Streaming
Amy streams every step of a turn, routing, agent thoughts, validator verdicts, the synthesised answer, over Server-Sent Events. One HTTP connection, one durable replay buffer, no websockets require…
Amy streams every step of a turn, routing, agent thoughts, validator verdicts, the synthesised answer, over Server-Sent Events. One HTTP connection, one durable replay buffer, no websockets required.

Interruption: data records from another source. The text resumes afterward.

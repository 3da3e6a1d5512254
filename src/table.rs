// 📋 Table - rectangular, untyped query results
// Columns are plain names; cells are optional text so any source schema fits.

use crate::error::{DashboardError, Result};
use serde::{Deserialize, Serialize};
use std::fmt;
use std::io;
use std::path::Path;

/// A single cell. `None` is a missing value (empty CSV field).
pub type Cell = Option<String>;

// ============================================================================
// TABLE
// ============================================================================

/// Table - one precomputed query result
///
/// Rows always have exactly `columns.len()` cells and never hold an empty
/// string. A table with no rows or no columns is "empty" and every downstream
/// operation treats it as inert.
#[derive(Debug, Clone, Default, PartialEq, Serialize, Deserialize)]
#[serde(from = "RawTable")]
pub struct Table {
    columns: Vec<String>,
    rows: Vec<Vec<Cell>>,
}

/// Wire shape of a table; deserialization goes through `Table::new`
#[derive(Deserialize)]
struct RawTable {
    columns: Vec<String>,
    #[serde(default)]
    rows: Vec<Vec<Cell>>,
}

impl From<RawTable> for Table {
    fn from(raw: RawTable) -> Self {
        Table::new(raw.columns, raw.rows)
    }
}

/// Empty text is a missing value
fn missing_if_blank(cell: Cell) -> Cell {
    cell.filter(|v| !v.is_empty())
}

/// Fit a row to `width` cells
fn normalize_row(row: Vec<Cell>, width: usize) -> Vec<Cell> {
    let mut row: Vec<Cell> = row.into_iter().take(width).map(missing_if_blank).collect();
    row.resize(width, None);
    row
}

impl Table {
    /// Build a table, padding short rows with missing cells and cutting long ones
    pub fn new(columns: Vec<String>, rows: Vec<Vec<Cell>>) -> Self {
        let width = columns.len();
        let rows = rows.into_iter().map(|row| normalize_row(row, width)).collect();

        Table { columns, rows }
    }

    /// The "no data" sentinel used for unavailable sources
    pub fn empty() -> Self {
        Table::default()
    }

    /// Convenience constructor for literal data (tests, demos)
    pub fn from_rows(columns: &[&str], rows: &[&[&str]]) -> Self {
        let columns = columns.iter().map(|c| c.to_string()).collect();
        let rows = rows
            .iter()
            .map(|row| {
                row.iter()
                    .map(|v| if v.is_empty() { None } else { Some(v.to_string()) })
                    .collect()
            })
            .collect();

        Table::new(columns, rows)
    }

    /// Read a delimited table with a header row
    pub fn from_reader<R: io::Read>(reader: R) -> Result<Self> {
        let mut rdr = csv::ReaderBuilder::new()
            .has_headers(true)
            .flexible(true)
            .from_reader(reader);

        let columns: Vec<String> = rdr.headers()?.iter().map(|h| h.trim().to_string()).collect();

        let mut rows = Vec::new();
        for record in rdr.records() {
            let record = record?;
            if record.len() > columns.len() {
                // More fields than headers means the file is malformed
                return Err(DashboardError::Csv(csv::Error::from(io::Error::new(
                    io::ErrorKind::InvalidData,
                    format!(
                        "line {}: expected {} fields, found {}",
                        record.position().map(|p| p.line()).unwrap_or(0),
                        columns.len(),
                        record.len()
                    ),
                ))));
            }

            let row = record
                .iter()
                .map(|field| if field.is_empty() { None } else { Some(field.to_string()) })
                .collect();
            rows.push(row);
        }

        Ok(Table::new(columns, rows))
    }

    /// Read a delimited table from disk
    pub fn from_path(path: &Path) -> Result<Self> {
        let file = std::fs::File::open(path)?;
        Table::from_reader(file)
    }

    /// Serialize header + rows back to CSV. Missing cells become empty fields.
    pub fn to_csv_bytes(&self) -> Result<Vec<u8>> {
        let mut wtr = csv::Writer::from_writer(Vec::new());

        if !self.columns.is_empty() {
            wtr.write_record(&self.columns)?;
        }
        for row in &self.rows {
            wtr.write_record(row.iter().map(|c| c.as_deref().unwrap_or("")))?;
        }

        wtr.into_inner()
            .map_err(|e| DashboardError::Io(e.into_error()))
    }

    // ========================================================================
    // ACCESSORS
    // ========================================================================

    pub fn columns(&self) -> &[String] {
        &self.columns
    }

    pub fn rows(&self) -> &[Vec<Cell>] {
        &self.rows
    }

    pub fn row_count(&self) -> usize {
        self.rows.len()
    }

    pub fn column_count(&self) -> usize {
        self.columns.len()
    }

    /// True when there is nothing to show (no rows or no columns)
    pub fn is_empty(&self) -> bool {
        self.rows.is_empty() || self.columns.is_empty()
    }

    pub fn column_index(&self, name: &str) -> Option<usize> {
        self.columns.iter().position(|c| c == name)
    }

    pub fn has_column(&self, name: &str) -> bool {
        self.column_index(name).is_some()
    }

    /// Text of one cell, `None` when missing or out of range
    pub fn text(&self, row: usize, column: &str) -> Option<&str> {
        let idx = self.column_index(column)?;
        self.rows.get(row)?.get(idx)?.as_deref()
    }

    /// All cells of one column in row order
    pub fn column_values<'a>(&'a self, column: &str) -> impl Iterator<Item = Option<&'a str>> + 'a {
        let idx = self.column_index(column);
        self.rows
            .iter()
            .map(move |row| idx.and_then(|i| row.get(i)).and_then(|c| c.as_deref()))
    }

    // ========================================================================
    // DERIVED TABLES (never mutate self)
    // ========================================================================

    /// Keep rows matching the predicate, preserving order
    pub fn filter_rows<F>(&self, mut keep: F) -> Table
    where
        F: FnMut(&[Cell]) -> bool,
    {
        Table {
            columns: self.columns.clone(),
            rows: self.rows.iter().filter(|r| keep(r.as_slice())).cloned().collect(),
        }
    }

    /// Rows in the given order; out-of-range indices are ignored
    pub fn take_rows<I: IntoIterator<Item = usize>>(&self, order: I) -> Table {
        Table {
            columns: self.columns.clone(),
            rows: order
                .into_iter()
                .filter_map(|i| self.rows.get(i).cloned())
                .collect(),
        }
    }

    /// First `n` rows
    pub fn head(&self, n: usize) -> Table {
        self.take_rows(0..n.min(self.rows.len()))
    }

    /// Keep only the named columns, in the given order. Unknown names are skipped.
    pub fn project(&self, columns: &[&str]) -> Table {
        let indices: Vec<usize> = columns
            .iter()
            .filter_map(|c| self.column_index(c))
            .collect();

        Table {
            columns: indices.iter().map(|&i| self.columns[i].clone()).collect(),
            rows: self
                .rows
                .iter()
                .map(|row| indices.iter().map(|&i| row[i].clone()).collect())
                .collect(),
        }
    }

    // ========================================================================
    // EDITING (working copies only)
    // ========================================================================

    /// Overwrite one cell
    pub fn set_cell(&mut self, row: usize, column: &str, value: Cell) -> Result<()> {
        let idx = self
            .column_index(column)
            .ok_or_else(|| DashboardError::ColumnNotFound(column.to_string()))?;
        let len = self.rows.len();
        let target = self
            .rows
            .get_mut(row)
            .ok_or(DashboardError::RowOutOfRange { row, len })?;

        target[idx] = missing_if_blank(value);
        Ok(())
    }

    /// Append a row; short rows are padded with missing cells
    pub fn push_row(&mut self, cells: Vec<Cell>) {
        let row = normalize_row(cells, self.columns.len());
        self.rows.push(row);
    }

    /// Remove a row and return it
    pub fn remove_row(&mut self, row: usize) -> Result<Vec<Cell>> {
        if row >= self.rows.len() {
            return Err(DashboardError::RowOutOfRange { row, len: self.rows.len() });
        }
        Ok(self.rows.remove(row))
    }

    /// Rename the column at `idx` in place. Out-of-range indices are ignored.
    pub fn rename_column_at(&mut self, idx: usize, to: &str) {
        if let Some(name) = self.columns.get_mut(idx) {
            *name = to.to_string();
        }
    }

    /// Append a column computed from each row
    pub fn add_column<F>(&mut self, name: &str, mut value: F)
    where
        F: FnMut(&[Cell]) -> Cell,
    {
        for row in &mut self.rows {
            let cell = value(row.as_slice());
            row.push(cell);
        }
        self.columns.push(name.to_string());
    }
}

The CLI's "watch Amy think" UX exists because every client subscribes to the same SSE channel. This page is the protocol-level reference: the wire format, every event type, reconnects, and how to consume from curl, the browser, React Native, and Swift.
Quick navigation
- When to use streaming
- Connection setup
- The wire format
- Event catalog
- Reconnects and replay
- Backpressure
- Sample raw transcript
- Consuming the stream
- Common mistakes
When to use streaming
Subscribe to /events whenever a human is waiting on the answer. Amy
turns run for 30s-7min depending on routing; a black-box wait erodes
trust. Streaming lets you render:
- Routing, so the user knows which specialists are working.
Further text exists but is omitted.